═══ RECORDS FOR PROCESSING
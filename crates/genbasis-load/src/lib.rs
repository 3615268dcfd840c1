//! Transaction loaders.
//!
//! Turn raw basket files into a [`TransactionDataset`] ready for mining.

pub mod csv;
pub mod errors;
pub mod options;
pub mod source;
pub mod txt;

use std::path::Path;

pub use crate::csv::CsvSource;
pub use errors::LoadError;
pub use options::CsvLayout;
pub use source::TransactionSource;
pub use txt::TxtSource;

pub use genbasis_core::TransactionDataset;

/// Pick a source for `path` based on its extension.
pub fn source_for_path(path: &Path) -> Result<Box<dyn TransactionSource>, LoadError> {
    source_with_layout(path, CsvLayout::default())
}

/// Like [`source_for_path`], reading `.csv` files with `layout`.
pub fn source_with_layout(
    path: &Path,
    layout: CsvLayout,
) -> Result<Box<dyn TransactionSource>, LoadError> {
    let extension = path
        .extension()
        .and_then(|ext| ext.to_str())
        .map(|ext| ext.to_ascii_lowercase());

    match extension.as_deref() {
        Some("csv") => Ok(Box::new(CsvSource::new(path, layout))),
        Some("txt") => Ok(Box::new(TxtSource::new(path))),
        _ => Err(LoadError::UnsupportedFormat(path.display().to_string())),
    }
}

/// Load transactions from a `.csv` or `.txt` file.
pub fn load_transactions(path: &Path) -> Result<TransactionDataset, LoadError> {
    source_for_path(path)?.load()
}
══════
═══ RECORDS FOR PROCESSING
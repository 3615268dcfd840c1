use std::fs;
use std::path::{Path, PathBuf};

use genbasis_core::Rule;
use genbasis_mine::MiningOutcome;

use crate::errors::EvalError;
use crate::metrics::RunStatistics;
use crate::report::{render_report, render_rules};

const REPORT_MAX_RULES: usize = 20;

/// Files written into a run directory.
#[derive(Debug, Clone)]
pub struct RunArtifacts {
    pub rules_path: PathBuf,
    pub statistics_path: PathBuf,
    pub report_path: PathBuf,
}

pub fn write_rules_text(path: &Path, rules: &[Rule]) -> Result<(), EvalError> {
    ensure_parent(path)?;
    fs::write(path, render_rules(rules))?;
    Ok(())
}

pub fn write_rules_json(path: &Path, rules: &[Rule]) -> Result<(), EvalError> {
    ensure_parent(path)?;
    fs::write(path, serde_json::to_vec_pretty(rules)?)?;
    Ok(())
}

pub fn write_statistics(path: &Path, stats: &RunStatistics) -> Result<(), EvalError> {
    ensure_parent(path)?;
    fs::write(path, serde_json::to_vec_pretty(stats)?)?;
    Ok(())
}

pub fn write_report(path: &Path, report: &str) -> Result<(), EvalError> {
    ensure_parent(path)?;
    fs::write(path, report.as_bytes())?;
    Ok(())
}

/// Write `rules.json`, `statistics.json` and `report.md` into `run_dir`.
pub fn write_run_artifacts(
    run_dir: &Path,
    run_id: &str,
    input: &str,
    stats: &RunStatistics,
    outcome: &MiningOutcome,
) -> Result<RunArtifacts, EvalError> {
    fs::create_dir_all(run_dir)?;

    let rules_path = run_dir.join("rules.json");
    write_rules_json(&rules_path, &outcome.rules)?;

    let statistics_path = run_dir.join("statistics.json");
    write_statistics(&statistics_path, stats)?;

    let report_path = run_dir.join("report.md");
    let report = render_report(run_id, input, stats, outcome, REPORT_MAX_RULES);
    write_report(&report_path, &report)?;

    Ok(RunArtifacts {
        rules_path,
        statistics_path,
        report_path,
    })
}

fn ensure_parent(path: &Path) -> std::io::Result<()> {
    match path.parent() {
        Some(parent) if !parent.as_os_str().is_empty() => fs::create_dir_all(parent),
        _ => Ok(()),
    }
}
══════
═══ RECORDS FOR PROCESSING
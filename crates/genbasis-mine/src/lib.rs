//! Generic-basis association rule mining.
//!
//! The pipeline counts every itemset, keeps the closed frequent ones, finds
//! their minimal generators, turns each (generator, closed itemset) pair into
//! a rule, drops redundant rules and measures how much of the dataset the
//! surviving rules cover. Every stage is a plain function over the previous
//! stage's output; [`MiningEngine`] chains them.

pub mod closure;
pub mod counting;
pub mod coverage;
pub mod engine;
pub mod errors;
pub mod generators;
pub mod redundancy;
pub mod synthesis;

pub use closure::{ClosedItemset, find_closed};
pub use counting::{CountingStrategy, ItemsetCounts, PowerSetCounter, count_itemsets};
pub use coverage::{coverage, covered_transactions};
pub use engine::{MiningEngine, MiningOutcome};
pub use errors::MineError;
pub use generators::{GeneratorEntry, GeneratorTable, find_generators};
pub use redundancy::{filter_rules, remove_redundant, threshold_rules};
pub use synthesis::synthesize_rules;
══════
• _EXERCISE_
Among the lines of the material, some contain the string "RunStatistics". State how many, and nothing more.

• _ANSWER FOR THIS EXERCISE_
3